Bioavailability, pharmacokinetics, and tissue distribution of 14 C homidium after parenteral administration to Boran cattle

The absorption, distribution and elimination characteristics of 14 C homidium have been described in non‐infected and Trypanosoma congolense ‐infected cattle treated with 14 C homidium chloride by either intramuscular (i.m.) or intravenous (i.v.) injection at a dose level of 1 mg/kg body weight. Results show that the mean (± SD) elimination of the drug from plasma followed a biexponential process, with half‐lives of 0.084 ± 0.006 h and 97.66 ± 16.28 h for the distribution and elimination phases after intravenous injection, respectively. Bioavailability of the intramuscular dose was 62.5% and 57.8% in non‐infected and trypanosome‐infected cattle, respectively. Absorption was rapid, with a t max of 15 min and a mean C max (± SD) of 268.4 ± 4.09 ng/mL following the intramuscular dose in non‐infected cattle. The major route of excretion was via faeces. Approximately 90% of the total dose given to non‐infected i.m.‐treated cattle was excreted within 14 days.
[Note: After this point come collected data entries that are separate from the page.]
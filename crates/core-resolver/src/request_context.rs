// Copyright Exograph, Inc. All rights reserved.
//
// Use of this software is governed by the Business Source License
// included in the LICENSE file at the root of this repository.
//
// As of the Change Date specified in that file, in accordance with
// the Business Source License, use of this software will be governed
// by the Apache License, Version 2.0.

use std::collections::HashMap;

use ingraph_core_model::value::Val;

/// Ambient values available to context-bound arguments, keyed by the
/// context type's name (with the argument name as a fallback key).
#[derive(Debug, Default)]
pub struct RequestContext {
    entries: HashMap<String, Val>,
}

impl RequestContext {
    pub fn new() -> Self {
        Self::default()
    }

    pub fn insert(&mut self, key: impl Into<String>, value: Val) {
        self.entries.insert(key.into(), value);
    }

    pub fn with(mut self, key: impl Into<String>, value: Val) -> Self {
        self.insert(key, value);
        self
    }

    pub fn get(&self, key: &str) -> Option<&Val> {
        self.entries.get(key)
    }
}
// Copyright Exograph, Inc. All rights reserved.
//
// Use of this software is governed by the Business Source License
// included in the LICENSE file at the root of this repository.
//
// As of the Change Date specified in that file, in accordance with
// the Business Source License, use of this software will be governed
// by the Apache License, Version 2.0.

pub mod argument_builder;
pub mod name_generator;
pub mod operation_builder;
pub mod operation_repository;
pub mod resolver_builder;
pub mod source_repository;
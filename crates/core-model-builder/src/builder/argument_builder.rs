// Copyright Exograph, Inc. All rights reserved.
//
// Use of this software is governed by the Business Source License
// included in the LICENSE file at the root of this repository.
//
// As of the Change Date specified in that file, in accordance with
// the Business Source License, use of this software will be governed
// by the Apache License, Version 2.0.

use std::sync::Arc;

use ingraph_core_model::annotation::names;
use ingraph_core_model::argument::{DefaultValue, OperationArgument};
use ingraph_core_model::mapping::ValueMapper;
use ingraph_core_model::type_algebra::{
    GraphType, MemberDescriptor, ParameterDescriptor, TypeArena, resolve_parameter_type,
};
use ingraph_core_model::value::Val;

use crate::error::ModelBuildingError;

/// Materializes a parameter's default value.
pub trait DefaultValueProvider: Send + Sync {
    fn kind(&self) -> &'static str;

    fn default_value(
        &self,
        parameter: &ParameterDescriptor,
        typ: &GraphType,
        arena: &TypeArena,
    ) -> Result<DefaultValue, ModelBuildingError>;
}

/// Pass-through: the default annotation's value is used verbatim.
#[derive(Debug, Default)]
pub struct IdentityDefaultValueProvider;

impl DefaultValueProvider for IdentityDefaultValueProvider {
    fn kind(&self) -> &'static str {
        "identity"
    }

    fn default_value(
        &self,
        parameter: &ParameterDescriptor,
        _typ: &GraphType,
        _arena: &TypeArena,
    ) -> Result<DefaultValue, ModelBuildingError> {
        Ok(match parameter.annotations.get(names::DEFAULT) {
            None => DefaultValue::Unset,
            Some(annotation) => match annotation.value() {
                None | Some(Val::Null) => DefaultValue::Null,
                Some(value) => DefaultValue::Value(value.clone()),
            },
        })
    }
}

/// Parses a string literal default through the value mapper, so complex
/// defaults can be written the way clients would write them.
pub struct LiteralDefaultValueProvider {
    mapper: Arc<dyn ValueMapper>,
}

impl LiteralDefaultValueProvider {
    pub fn new(mapper: Arc<dyn ValueMapper>) -> Self {
        Self { mapper }
    }
}

impl DefaultValueProvider for LiteralDefaultValueProvider {
    fn kind(&self) -> &'static str {
        "literal"
    }

    fn default_value(
        &self,
        parameter: &ParameterDescriptor,
        typ: &GraphType,
        arena: &TypeArena,
    ) -> Result<DefaultValue, ModelBuildingError> {
        match parameter.annotations.get(names::DEFAULT) {
            None => Ok(DefaultValue::Unset),
            Some(annotation) => match annotation.value() {
                None | Some(Val::Null) => Ok(DefaultValue::Null),
                Some(Val::String(literal)) => {
                    let value = self
                        .mapper
                        .from_string(literal, typ, arena)
                        .map_err(|source| ModelBuildingError::InvalidDefault {
                            parameter: parameter.name.clone(),
                            source,
                        })?;
                    Ok(match value {
                        Val::Null => DefaultValue::Null,
                        value => DefaultValue::Value(value),
                    })
                }
                Some(value) => Ok(DefaultValue::Value(value.clone())),
            },
        }
    }
}

/// Builds the argument list of one resolver from the reflection-free
/// parameter descriptors of its member.
pub trait ArgumentBuilder: Send + Sync {
    fn kind(&self) -> &'static str;

    fn build_arguments(
        &self,
        member: &MemberDescriptor,
        declaring: &GraphType,
        arena: &TypeArena,
    ) -> Result<Vec<OperationArgument>, ModelBuildingError>;
}

pub struct DefaultArgumentBuilder {
    default_value_provider: Arc<dyn DefaultValueProvider>,
}

impl DefaultArgumentBuilder {
    pub fn new(default_value_provider: Arc<dyn DefaultValueProvider>) -> Self {
        Self {
            default_value_provider,
        }
    }
}

impl Default for DefaultArgumentBuilder {
    fn default() -> Self {
        Self::new(Arc::new(IdentityDefaultValueProvider))
    }
}

impl ArgumentBuilder for DefaultArgumentBuilder {
    fn kind(&self) -> &'static str {
        "default"
    }

    fn build_arguments(
        &self,
        member: &MemberDescriptor,
        declaring: &GraphType,
        arena: &TypeArena,
    ) -> Result<Vec<OperationArgument>, ModelBuildingError> {
        member
            .params
            .iter()
            .filter(|param| !param.synthetic)
            .map(|param| {
                let typ = resolve_parameter_type(param, declaring, arena).map_err(|source| {
                    ModelBuildingError::UnresolvableType {
                        member: format!("{}.{}", member.name, param.name),
                        source,
                    }
                })?;

                let name = param
                    .annotations
                    .string_value(names::NAME)
                    .map(str::to_string)
                    .unwrap_or_else(|| param.name.clone());

                let default_value =
                    self.default_value_provider
                        .default_value(param, &typ, arena)?;

                let mut argument = OperationArgument::new(name, typ).default_value(default_value);
                argument.description = param
                    .annotations
                    .string_value(names::DESCRIPTION)
                    .map(str::to_string);
                argument.context = param.annotations.has(names::CONTEXT);
                argument.resolver_source = param.annotations.has(names::SOURCE);
                argument.mappable = !param.annotations.has(names::IGNORE);
                argument.identity = param.annotations.has(names::IDENTITY);
                argument.paging = param.annotations.has(names::PAGING);

                Ok(argument)
            })
            .collect()
    }
}
// Copyright Exograph, Inc. All rights reserved.
//
// Use of this software is governed by the Business Source License
// included in the LICENSE file at the root of this repository.
//
// As of the Change Date specified in that file, in accordance with
// the Business Source License, use of this software will be governed
// by the Apache License, Version 2.0.

//! Groups pre-grouped resolvers into one operation: return-type inference
//! (union or common supertype), source-type agreement, per-name argument
//! merging, and fingerprint-map assembly under the configured collision
//! policy.

use std::collections::HashMap;
use std::collections::hash_map::Entry;
use std::sync::Arc;

use indexmap::IndexMap;
use tracing::warn;

use ingraph_core_model::annotation::names;
use ingraph_core_model::argument::{DefaultValue, OperationArgument};
use ingraph_core_model::operation::{Operation, OperationKind};
use ingraph_core_model::resolver::Resolver;
use ingraph_core_model::type_algebra::{
    GraphType, TypeArena, common_supertype_with_fallback, union_of,
};

use crate::config::{BuildConfig, FingerprintCollisionPolicy};
use crate::error::ModelBuildingError;

pub struct OperationBuilder<'a> {
    arena: &'a TypeArena,
    config: &'a BuildConfig,
}

impl<'a> OperationBuilder<'a> {
    pub fn new(arena: &'a TypeArena, config: &'a BuildConfig) -> Self {
        Self { arena, config }
    }

    pub fn build_query(&self, resolvers: Vec<Resolver>) -> Result<Operation, ModelBuildingError> {
        self.build(OperationKind::Query, resolvers)
    }

    pub fn build_mutation(
        &self,
        resolvers: Vec<Resolver>,
    ) -> Result<Operation, ModelBuildingError> {
        self.build(OperationKind::Mutation, resolvers)
    }

    pub fn build_subscription(
        &self,
        resolvers: Vec<Resolver>,
    ) -> Result<Operation, ModelBuildingError> {
        self.build(OperationKind::Subscription, resolvers)
    }

    fn build(
        &self,
        kind: OperationKind,
        resolvers: Vec<Resolver>,
    ) -> Result<Operation, ModelBuildingError> {
        let resolvers: Vec<Arc<Resolver>> = resolvers.into_iter().map(Arc::new).collect();
        let first = resolvers.first().ok_or(ModelBuildingError::EmptyOperation)?;
        let name = first.name.clone();

        let typ = self.operation_type(&name, &resolvers)?;

        // all overloads must agree on what parent-result types they accept
        let source_keys = |resolver: &Resolver| {
            let mut keys: Vec<String> = resolver
                .source_types()
                .iter()
                .map(|typ| typ.key(self.arena))
                .collect();
            keys.sort();
            keys
        };
        let first_keys = source_keys(first.as_ref());
        for resolver in &resolvers[1..] {
            let keys = source_keys(resolver.as_ref());
            if keys != first_keys {
                return Err(ModelBuildingError::ConflictingSourceTypes {
                    operation: name.clone(),
                    left: first_keys.join(", "),
                    right: keys.join(", "),
                });
            }
        }
        let source_types: Vec<GraphType> =
            first.source_types().into_iter().cloned().collect();

        let arguments = self.merge_arguments(resolvers.iter().map(Arc::as_ref))?;
        let sortable_arguments = self.merge_arguments(
            resolvers
                .iter()
                .map(Arc::as_ref)
                .filter(|resolver| resolver.supports_paged_requests()),
        )?;

        let description = resolvers
            .iter()
            .find_map(|resolver| {
                resolver
                    .description
                    .clone()
                    .filter(|description| !description.is_empty())
            });
        let deprecation = resolvers
            .iter()
            .find_map(|resolver| resolver.deprecation.clone());

        // a name any overload marks as context/paging (or hides) never
        // disambiguates, for any overload
        let excluded: Vec<&str> = arguments
            .iter()
            .filter(|argument| !argument.fingerprint_relevant())
            .map(|argument| argument.name.as_str())
            .collect();

        let mut by_fingerprint: HashMap<String, Arc<Resolver>> = HashMap::new();
        for resolver in &resolvers {
            for fingerprint in resolver.fingerprints_excluding(&excluded) {
                match by_fingerprint.entry(fingerprint) {
                    Entry::Vacant(entry) => {
                        entry.insert(resolver.clone());
                    }
                    Entry::Occupied(mut entry) => {
                        if entry.get().same_executable(resolver) {
                            continue;
                        }
                        match self.config.collision_policy {
                            FingerprintCollisionPolicy::Reject => {
                                return Err(ModelBuildingError::AmbiguousFingerprint {
                                    operation: name.clone(),
                                    fingerprint: entry.key().clone(),
                                });
                            }
                            FingerprintCollisionPolicy::LastWins => {
                                warn!(
                                    operation = %name,
                                    fingerprint = %entry.key(),
                                    "fingerprint collision, later resolver replaces the earlier one"
                                );
                                entry.insert(resolver.clone());
                            }
                        }
                    }
                }
            }
        }

        let embeddable = resolvers.iter().any(|resolver| resolver.embeddable);

        Ok(Operation {
            name,
            kind,
            description,
            deprecation,
            typ,
            arguments,
            sortable_arguments,
            resolvers,
            by_fingerprint,
            source_types,
            embeddable,
        })
    }

    fn operation_type(
        &self,
        name: &str,
        resolvers: &[Arc<Resolver>],
    ) -> Result<GraphType, ModelBuildingError> {
        let return_types: Vec<GraphType> = resolvers
            .iter()
            .map(|resolver| resolver.return_type.clone())
            .collect();

        let union_marked = resolvers.iter().any(|resolver| {
            resolver
                .return_type
                .class_has_annotation(self.arena, names::UNION)
        });

        if union_marked {
            Ok(union_of(self.arena, &return_types))
        } else {
            common_supertype_with_fallback(
                self.arena,
                &return_types,
                self.config.fallback_type.as_ref(),
            )
            .map_err(|source| ModelBuildingError::IncompatibleReturnTypes {
                operation: name.to_string(),
                source,
            })
        }
    }

    /// Per-name merge across overloads: common-supertype of the types, first
    /// non-empty description, first concrete default, OR-merged role flags.
    fn merge_arguments<'r>(
        &self,
        resolvers: impl Iterator<Item = &'r Resolver>,
    ) -> Result<Vec<OperationArgument>, ModelBuildingError> {
        let mut grouped: IndexMap<String, Vec<&OperationArgument>> = IndexMap::new();
        for resolver in resolvers {
            for argument in &resolver.arguments {
                grouped
                    .entry(argument.name.clone())
                    .or_default()
                    .push(argument);
            }
        }

        grouped
            .into_iter()
            .map(|(name, overloads)| {
                let types: Vec<GraphType> =
                    overloads.iter().map(|argument| argument.typ.clone()).collect();
                let typ = common_supertype_with_fallback(
                    self.arena,
                    &types,
                    self.config.fallback_type.as_ref(),
                )
                .map_err(|source| ModelBuildingError::IncompatibleArgumentTypes {
                    argument: name.clone(),
                    source,
                })?;

                let mut merged = OperationArgument::new(name, typ);
                merged.description = overloads.iter().find_map(|argument| {
                    argument
                        .description
                        .clone()
                        .filter(|description| !description.is_empty())
                });
                merged.default_value = overloads
                    .iter()
                    .map(|argument| &argument.default_value)
                    .find(|default| default.is_set())
                    .cloned()
                    .unwrap_or(DefaultValue::Unset);
                merged.context = overloads.iter().any(|argument| argument.context);
                merged.resolver_source =
                    overloads.iter().any(|argument| argument.resolver_source);
                merged.identity = overloads.iter().any(|argument| argument.identity);
                merged.paging = overloads.iter().any(|argument| argument.paging);
                merged.mappable = overloads.iter().all(|argument| argument.mappable);

                Ok(merged)
            })
            .collect()
    }
}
Following intramuscular administration of the drug, residues remained high in the major excretory organs, with the liver having concentrations of 1411 and 1199 ng/g after 14 and 28 days, respectively. Over the same period, the values in the kidneys were 649 and 448 ng/g. Concentrations in the liver 14 and 21 days following i.v. treatment were 2195 and 2454 ng/g, respectively. These results show that there was no significant difference in liver drug residues between 14 and 21 days, or 28 days depending on the treatment given, suggesting that once the drug is in this organ, it is released back into the circulation at an extremely slow rate.